The inciting incident is always an act of injustice. For me, I suppose, it was the period of time in my twenties when I had the mentality of an office worker drilled into me. “You’re supposed to be chained to that thing,” a boss said to me of my desk when, I think, I had wandered off for a bathroom break. What we were supposed to be doing at our desk was often a big mystery – the boss might disappear for hours at a time, a clear task might materialise only once a week or so, everybody had their perfected tricks for how to spend the long dead time staring at their screens – but what was clear was that everybody was supposed to be there, chained to their desks. That was the work.
But it eventually became clear that, for a large number of people, that just wasn’t the case. Gradually and then suddenly I noticed that what the bosses were really doing was balancing a large number of projects at once. A new term of art showed up in my world – in documentary film production in the US – the “days of the week” contract. So-and-so senior would be working one day a week on a given project and then the other days on other things. But it was a complete fiction. In fact, that boss was working on all those different projects “full-time” simultaneously, and delegating all the work to us. They were making a killing of these multiple jobs, even while their underlings were expected to still be chained to their desks.
Actually, though, the underlings were not all so obedient. The further down the food chain you went, the more people were proudly skipping out on work. One of the PAs had a full-time second job as a bartender in the evenings.
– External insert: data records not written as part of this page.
//! The heartbeat controller: owns this node's view of the cluster,
//! applies gossip, runs scoring/election, and drives split-brain failback
//! (base spec §4.4).

use crate::common::NodeId;
use crate::config::HaConfig;
use crate::error::Result;
use crate::event_log::EventLog;
use crate::heartbeat::gossip::{is_compatible, GossipSocket, HeartbeatDatagram, GROUP_ID_LEN};
use crate::heartbeat::node::{election_transition, nominate_master, Node, NodeState};
use crate::shm::master_region::MasterRegion;
use parking_lot::RwLock;
use std::collections::HashMap;
use std::sync::Arc;
use std::time::{Duration, Instant};

pub struct HeartbeatController {
    this_node: NodeId,
    group_id: [u8; GROUP_ID_LEN],
    version: u32,
    config: HaConfig,
    nodes: RwLock<HashMap<NodeId, Node>>,
    events: Arc<EventLog>,
    seq: std::sync::atomic::AtomicU32,
}

impl HeartbeatController {
    pub fn new(config: HaConfig, group_id: [u8; GROUP_ID_LEN], events: Arc<EventLog>) -> Self {
        let this_node = NodeId::new(config.this_node.clone());
        let mut nodes = HashMap::new();
        for endpoint in &config.node_list {
            let id = NodeId::new(endpoint.name.clone());
            nodes.insert(id.clone(), Node::new(id, endpoint.addr, endpoint.priority));
        }
        HeartbeatController {
            this_node,
            group_id,
            version: 1,
            config,
            nodes: RwLock::new(nodes),
            events,
            seq: std::sync::atomic::AtomicU32::new(0),
        }
    }

    pub fn this_node(&self) -> &NodeId {
        &self.this_node
    }

    pub fn my_state(&self) -> NodeState {
        self.nodes.read().get(&self.this_node).map(|n| n.state).unwrap_or(NodeState::Unknown)
    }

    /// Broadcasts our current state to every configured peer.
    pub async fn broadcast(&self, socket: &GossipSocket) -> Result<()> {
        let my_state = self.my_state();
        let seq = self.seq.fetch_add(1, std::sync::atomic::Ordering::Relaxed);
        let peers: Vec<_> = {
            let nodes = self.nodes.read();
            nodes.values().filter(|n| n.id != self.this_node).map(|n| n.addr).collect()
        };

        for peer in peers {
            let datagram = HeartbeatDatagram {
                request_response_bit: false,
                seq,
                group_id: self.group_id,
                dest_addr: peer,
                orig_addr: peer, // overwritten by the caller's bound local addr in practice
                state: my_state,
                version: self.version,
            };
            socket.send_to(&datagram, peer).await?;
        }
        Ok(())
    }

    /// Applies one received datagram (base spec §6: validate group/version,
    /// update `last_recv_hbtime`, decrement `heartbeat_gap`, reschedule a
    /// score recalculation if the reported state changed).
    pub fn apply_incoming(&self, datagram: &HeartbeatDatagram, from_name: &str) {
        if !is_compatible(datagram, &self.group_id, self.version) {
            self.events.notification("heartbeat", format!("ignored incompatible datagram from {from_name}"));
            return;
        }
        let mut nodes = self.nodes.write();
        if let Some(node) = nodes.get_mut(&NodeId::new(from_name.to_string())) {
            let changed = node.state != datagram.state;
            node.record_heartbeat(datagram.state, datagram.version);
            if changed {
                self.events.notification(
                    "heartbeat",
                    format!("{from_name} changed state to {:?}", datagram.state),
                );
            }
        }
    }

    /// Runs one scoring pass: demotes stale nodes, recomputes scores,
    /// nominates a master, and applies the election transition table to
    /// our own node. Returns the new state of this node.
    pub fn run_scoring_tick(&self) -> NodeState {
        let mut nodes = self.nodes.write();
        for node in nodes.values_mut() {
            node.tick_missed();
            node.demote_if_stale(self.config.max_heartbeat_gap, self.config.calc_score_interval);
        }

        let nominated_id = nominate_master(nodes.values()).map(|n| n.id.clone());
        let requested = if nominated_id.as_ref() == Some(&self.this_node) {
            NodeState::Master
        } else {
            NodeState::Slave
        };

        if let Some(me) = nodes.get_mut(&self.this_node) {
            if let Some(next) = election_transition(me.state, requested) {
                if next != me.state {
                    self.events.notification("heartbeat", format!("state transition {:?} -> {:?}", me.state, next));
                    me.state = next;
                    me.recompute_score();
                }
            }
        }
        nodes.get(&self.this_node).map(|n| n.state).unwrap_or(NodeState::Unknown)
    }

    /// Detects split-brain: more than one node claiming `master`. Returns
    /// `true` if *we* are the losing master and must fail back (base spec
    /// §4.4: "If >1 node claims master and our priority is not the winner,
    /// failback").
    pub fn detect_split_brain_failback(&self) -> bool {
        let nodes = self.nodes.read();
        let masters: Vec<&Node> = nodes.values().filter(|n| n.state == NodeState::Master).collect();
        if masters.len() <= 1 {
            return false;
        }
        let winner = masters.iter().min_by_key(|n| n.priority).map(|n| n.id.clone());
        winner.as_ref() != Some(&self.this_node)
            && nodes.get(&self.this_node).map(|n| n.state) == Some(NodeState::Master)
    }

    /// Checks whether we should fail over while isolated, per base spec
    /// §4.4: "If isolated (no peer reports state), first check the
    /// configured PING witnesses; only fail over when ≥1 PING succeeds and
    /// we are slave with the lowest priority."
    pub fn should_failover_while_isolated(&self, ping_successes: usize) -> bool {
        let nodes = self.nodes.read();
        let isolated = nodes.values().all(|n| n.id == self.this_node || n.state == NodeState::Unknown);
        if !isolated || ping_successes == 0 {
            return false;
        }
        let me = match nodes.get(&self.this_node) {
            Some(n) => n,
            None => return false,
        };
        if me.state != NodeState::Slave {
            return false;
        }
        nodes.values().filter(|n| n.id != self.this_node).all(|n| n.priority >= me.priority)
    }

    pub fn snapshot(&self) -> Vec<Node> {
        self.nodes.read().values().cloned().collect()
    }

    /// Publishes the current node table into the master region (base
    /// spec §4.1: the master region holds "the heartbeat node table (up
    /// to N)").
    pub fn publish_to_shm(&self, region: &MasterRegion) -> Result<()> {
        let nodes = self.nodes.read();
        for node in nodes.values() {
            region.upsert_node(
                node.id.as_str(),
                node.priority,
                node.state,
                node.score,
                node.heartbeat_gap,
                node.last_recv_hbtime
                    .map(|t| Instant::now().saturating_duration_since(t).as_millis() as u64)
                    .unwrap_or(u64::MAX),
                node.version,
            )?;
        }
        Ok(())
    }
}

#[cfg(test)]
mod tests {
    use super::*;
    use crate::config::NodeEndpoint;

    fn config() -> HaConfig {
        let mut cfg = HaConfig { this_node: "a".into(), ..Default::default() };
        cfg.node_list = vec![
            NodeEndpoint { name: "a".into(), addr: "127.0.0.1:1".parse().unwrap(), priority: 2 },
            NodeEndpoint { name: "b".into(), addr: "127.0.0.1:2".parse().unwrap(), priority: 1 },
        ];
        cfg.max_heartbeat_gap = 3;
        cfg.calc_score_interval = Duration::from_secs(3600);
        cfg
    }

    #[test]
    fn lower_priority_peer_becomes_master_nominee() {
        let controller = HeartbeatController::new(config(), [0u8; GROUP_ID_LEN], Arc::new(EventLog::new()));
        // Both nodes start unknown; the nominee under all-unknown scoring is
        // whichever has the lower priority, which is "b".
        let state = controller.run_scoring_tick();
        assert_eq!(state, NodeState::Slave, "we are priority 2, b (priority 1) should win nomination");
    }

    #[test]
    fn split_brain_detected_when_two_nodes_claim_master() {
        let controller = HeartbeatController::new(config(), [0u8; GROUP_ID_LEN], Arc::new(EventLog::new()));
        {
            let mut nodes = controller.nodes.write();
            nodes.get_mut(&NodeId::new("a")).unwrap().state = NodeState::Master;
            nodes.get_mut(&NodeId::new("b")).unwrap().state = NodeState::Master;
        }
        assert!(controller.detect_split_brain_failback(), "priority 2 (us) loses to priority 1 (b)");
    }
}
It seemed like any time you turned on the television some politician was talking about how his mother had worked three jobs to support the family, with no discussion of how working one job impacted her efficacy at the next. Companies like Uber were busy selling the idea of taxi-driving as viable part-time work.
The only people, it seemed, who weren’t double-timing their work were the ones caught in the middle, the run-of-the-mill white collar workers, the ones who had done well in school and then took the jobs they could and were trying to do everything right, with maybe even a dose of authentic company loyalty in the mix. They were the ones really putting in the hours while everybody above and below them had a pleasurably mercenary attitude towards their work.
So it seemed, anyway, until the word “side hustle” started to slip increasingly into office conversations. Laptop work generated this ever-present temptation to do something else with the dead hours of the day. And instead of just scrolling through the newspaper, you could try to monetise your passion, or at least to flog some of your possessions for cash. In retrospect, what enterprises like Airbnb hosting or eBay resale might really have been doing was reprogramming nice white-collar people with the kind of mentality needed to cheat on their jobs. Shows like Weeds and Breaking Bad were, from one way of looking at it, an ode to the side hustle – with Breaking Bad’s Skyler White selling items on eBay even while giving her husband a handjob and with Walter, needless to say, deftly combining a methamphetamine empire with high school teaching – and presumed a very different relationship to one’s work than did shows like The Office or Parks and Recreation where everybody (whether happily or not) identified themselves almost entirely with their nine to five.
All through the 2010s the internet teased at workplace polyamory, but the turning point was 2020. The pandemic exacerbated the tendencies that were already there. Suddenly, two-timing your job was everywhere.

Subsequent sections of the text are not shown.